Fue todo un espectáculo. Estaba sentado en una terraza de bar portuario, al sol, mirando los barcos amarrados. Hacía buen día y todas las mesas estaban ocupadas a tope, mamás con sus niños, parejas, matrimonios mayores y demás. Los camareros no daban abasto. Y en ésas aparece una negra. Una mujer africana de color, para que me entiendan. Los que estábamos sentados éramos todos blancos, o casi, y la mujer que apareció era negra. Tanto, que parecía de color azul marino. Grandota, desgreñada, vestida con descuido, una cesta colgada del brazo. Y en ésas, la prójima, como digo, llega, se para delante de la terraza, da unos pasos entre las mesas, pide limosna. Casi nadie le da. O nadie. De pronto se pone a pegar gritos. Me tenéis hasta el coño, aúlla en perfecto castellano. Harta me tenéis. Idiotas. Imbéciles. Subnormales. Racistas. Ésa no ha venido en patera, me digo. El acento es de Valladolid, o cerca. Habla mejor que yo y que la mayor parte de quienes están aquí. Mi prima lleva en España un rato largo, o toda la vida. Conoce a los clásicos.

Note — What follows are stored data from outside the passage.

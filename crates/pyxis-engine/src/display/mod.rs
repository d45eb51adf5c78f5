//! # Display Tree
//!
//! The rendered form of the buffer: a root container holding one line
//! element per logical line, each holding tagged elements and text leaves.
//! Nodes are addressed by [`DisplayPath`], the child indices walked from the
//! root. Paths are recomputed on every render and never cached.
//!
//! ## Logical length
//!
//! Every display node knows how many logical chars it stands for: text
//! leaves count their chars (minus zero-width placeholders), elements add
//! their hidden markers from the tag table. The suffix marker only counts
//! for elements that were closed.

pub mod markup;
pub mod path;

pub use path::{DisplayPath, DisplayPoint, Selection};

use pyxis_syntax::{NodeKind, TagMeta};

use crate::text::{ZERO_WIDTH_SPACE, logical_len};

/// Element tags the renderer emits.
#[derive(Debug, Clone, Copy, PartialEq, Eq)]
pub enum Tag {
    /// Container for one logical line.
    Line,
    Strong,
    Em,
    Strike,
    Code,
    Heading(u8),
    Anchor,
}

impl Tag {
    /// Markup element name.
    pub fn name(self) -> &'static str {
        match self {
            Tag::Line => "div",
            Tag::Strong => "strong",
            Tag::Em => "em",
            Tag::Strike => "s",
            Tag::Code => "code",
            // clamped like `NodeKind::meta`
            Tag::Heading(0 | 1) => "h1",
            Tag::Heading(2) => "h2",
            Tag::Heading(3) => "h3",
            Tag::Heading(4) => "h4",
            Tag::Heading(5) => "h5",
            Tag::Heading(_) => "h6",
            Tag::Anchor => "a",
        }
    }

    /// Markers this tag hides, taken from the node kind it renders.
    pub fn meta(self) -> TagMeta {
        match self {
            Tag::Line => TagMeta::NONE,
            Tag::Strong => NodeKind::Bold.meta(),
            Tag::Em => NodeKind::Italic.meta(),
            Tag::Strike => NodeKind::Strikethrough.meta(),
            Tag::Code => NodeKind::Code.meta(),
            Tag::Heading(level) => NodeKind::Heading(level).meta(),
            Tag::Anchor => NodeKind::Link.meta(),
        }
    }
}

#[derive(Debug, Clone, PartialEq, Eq)]
pub struct DisplayElement {
    pub tag: Tag,
    /// Link target, only set on anchors.
    pub href: Option<String>,
    /// The closing marker never arrived.
    pub unclosed: bool,
    pub children: Vec<DisplayNode>,
}

#[derive(Debug, Clone, PartialEq, Eq)]
pub enum DisplayNode {
    Text(String),
    Element(DisplayElement),
}

impl DisplayNode {
    pub fn text(value: impl Into<String>) -> Self {
        DisplayNode::Text(value.into())
    }

    pub fn element(tag: Tag, children: Vec<DisplayNode>) -> Self {
        DisplayNode::Element(DisplayElement {
            tag,
            href: None,
            unclosed: false,
            children,
        })
    }

    /// A line container. Empty lines get a zero-width placeholder so the
    /// host still has something to put a caret in.
    pub fn line(children: Vec<DisplayNode>) -> Self {
        if children.is_empty() {
            return DisplayNode::element(
                Tag::Line,
                vec![DisplayNode::text(ZERO_WIDTH_SPACE.to_string())],
            );
        }
        DisplayNode::element(Tag::Line, children)
    }

    pub fn children(&self) -> &[DisplayNode] {
        match self {
            DisplayNode::Text(_) => &[],
            DisplayNode::Element(el) => &el.children,
        }
    }

    pub fn logical_len(&self) -> usize {
        match self {
            DisplayNode::Text(value) => logical_len(value),
            DisplayNode::Element(el) => {
                el.prefix_len() + el.inner_len() + el.suffix_len()
            }
        }
    }

    /// Logical text this node displays, hidden markers restored.
    pub fn to_text(&self) -> String {
        let mut out = String::new();
        self.write_text(&mut out);
        out
    }

    fn write_text(&self, out: &mut String) {
        match self {
            DisplayNode::Text(value) => {
                out.extend(value.chars().filter(|&c| c != ZERO_WIDTH_SPACE));
            }
            DisplayNode::Element(el) => {
                let meta = el.tag.meta();
                out.push_str(meta.prefix());
                for child in &el.children {
                    child.write_text(out);
                }
                out.push_str(meta.suffix(!el.unclosed));
            }
        }
    }
}

impl DisplayElement {
    pub fn prefix_len(&self) -> usize {
        self.tag.meta().prefix_len()
    }

    pub fn suffix_len(&self) -> usize {
        self.tag.meta().suffix_len(!self.unclosed)
    }

    /// Logical length of the children only.
    pub fn inner_len(&self) -> usize {
        self.children.iter().map(DisplayNode::logical_len).sum()
    }
}

/// Sum of logical lengths over a sibling list.
pub fn siblings_len(nodes: &[DisplayNode]) -> usize {
    nodes.iter().map(DisplayNode::logical_len).sum()
}

/// The rendered buffer: one [`Tag::Line`] element per logical line.
#[derive(Debug, Clone, Default, PartialEq, Eq)]
pub struct DisplayTree {
    pub lines: Vec<DisplayNode>,
}

impl DisplayTree {
    pub fn new(lines: Vec<DisplayNode>) -> Self {
        Self { lines }
    }

    pub fn to_markup(&self) -> String {
        markup::to_markup(&self.lines)
    }

    /// Logical text of the whole buffer, lines joined with `\n`.
    pub fn to_text(&self) -> String {
        self.lines
            .iter()
            .map(DisplayNode::to_text)
            .collect::<Vec<_>>()
            .join("\n")
    }
}

/// Concatenates adjacent text siblings and drops empty ones, the same
/// normalisation a host applies when it parses the markup.
pub fn coalesce_text(nodes: Vec<DisplayNode>) -> Vec<DisplayNode> {
    let mut out: Vec<DisplayNode> = Vec::with_capacity(nodes.len());
    for node in nodes {
        match node {
            DisplayNode::Text(value) if value.is_empty() => {}
            DisplayNode::Text(value) => match out.last_mut() {
                Some(DisplayNode::Text(prev)) => prev.push_str(&value),
                _ => out.push(DisplayNode::Text(value)),
            },
            other => out.push(other),
        }
    }
    out
}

Lo más interesante, palabra, es la actitud de la gente. Los que estamos lejos miramos y escuchamos con la boca abierta, completamente patedefuás; pero los ocupantes de las mesas cercanas no se atreven a mirarla, por si la emprende con ellos. Hacen como que no se dan cuenta de nada, los ojos fijos en el horizonte. Y la negra, dale que te pego. Sois un hatajo de imbéciles, remacha. Hijos de la gran puta. Harta me tenéis. Miserables. Cabrones. O viene muy caliente, pienso, o está como unas maracas. Las de Machín, por supuesto. Majareta perdida. Al fin, un chico joven que está con su novia mira a la negra y dice: tranquila, tía. Entonces la otra vocea que tranquila de qué, que ella está tranquilísima, que los que no están tranquilos son el montón de hijos de puta que en ese momento hay sentados en la terraza. Blancos racistas de mierda. En ese punto me digo que, si quien monta semejante pajarraca fuera blanco y varón, incluso blanca y hembra, ya se habría llevado su poquito de leña, o sea. Hostias hasta en el cielo de la boca. Pero ésta es hembra y negra. Tela. A ver quién es el chulito que le dice ojos oscuros tienes.
Al fin, como la individua no afloja, un camarero se ve en la obligación. Hágame el favor, señora. ¿El favor?, pregunta la otra a grito pelado. ¿El favor de qué, imbécil? Anda y vete por ahí. El camarero mira alrededor, mira a su interlocutora, nos mira a todos. Luego se pone rojo como un tomate y desparece de nuestra vista. La pava sigue a lo suyo. En vosotros y todos vuestros muertos, dice. Etcétera. Al rato, el camarero aparece con un vigilante de seguridad: uno de esos guardas jurados vestidos de Rambo, con porra, boquitoqui y demás. Noventa kilos de guardia y una pinta de agropecuario que corta la leche de los cafés. A esas alturas, aparte de los parroquianos de la terraza, hay un huevo de gente de la calle que se ha parado a mirar. Parece una verbena.
Circule, señora, por favor, dice el guarda muy educado. Está usted molestando. La negra se lo queda mirando, los brazos en jarras. ¿Y si no me sale del coño?, pregunta. ¿Me vas a pegar con la porra? ¿Es que me vas a pegar con la porra, hijoputa racista? El guardia nos mira a todos como antes nos había mirado el camarero. Los pensamientos casi pueden oírsele al infeliz, porque hace poco viento: menudo marrón me voy a comer. Señora, por última vez, dice. La otra lo manda a tomar por ahí, tal cual. Vete a tomar por culo, dice. Rambo traga saliva. Toca la porra que lleva al cinto. Mira otra vez al respetable. Traga más saliva. Lo que pasa por su cabeza está más claro que si lo dijera cantando, como en los musicales del cine. Vaya ruina. Menudo marrón me voy a comer, du-duá. Si en España un guarda de seguridad le toca un pelo a una negra, delante de doscientos testigos y tal como está el patio, por lo menos sale en el telediario. Así que el pobre hombre hace lo único que puede hacer: se aparta de la mujer y se va lejos, hablando por el boquitoqui, aquí cero cuatro, cambio, muy serio y profesional, como si pidiera refuerzos. Y allí se queda, lejos, quince minutos haciendo el paripé, hasta que la negra se aburre y se va paseando por el muelle, escupiéndoles a los barcos. Y yo pienso, bueno. Esto se va al carajo, en efecto. Sin duda iba siendo hora. Pero mientras se va o no se va, la cosa tiene su puntito. Sí. Algunos vamos a reírnos una jartá.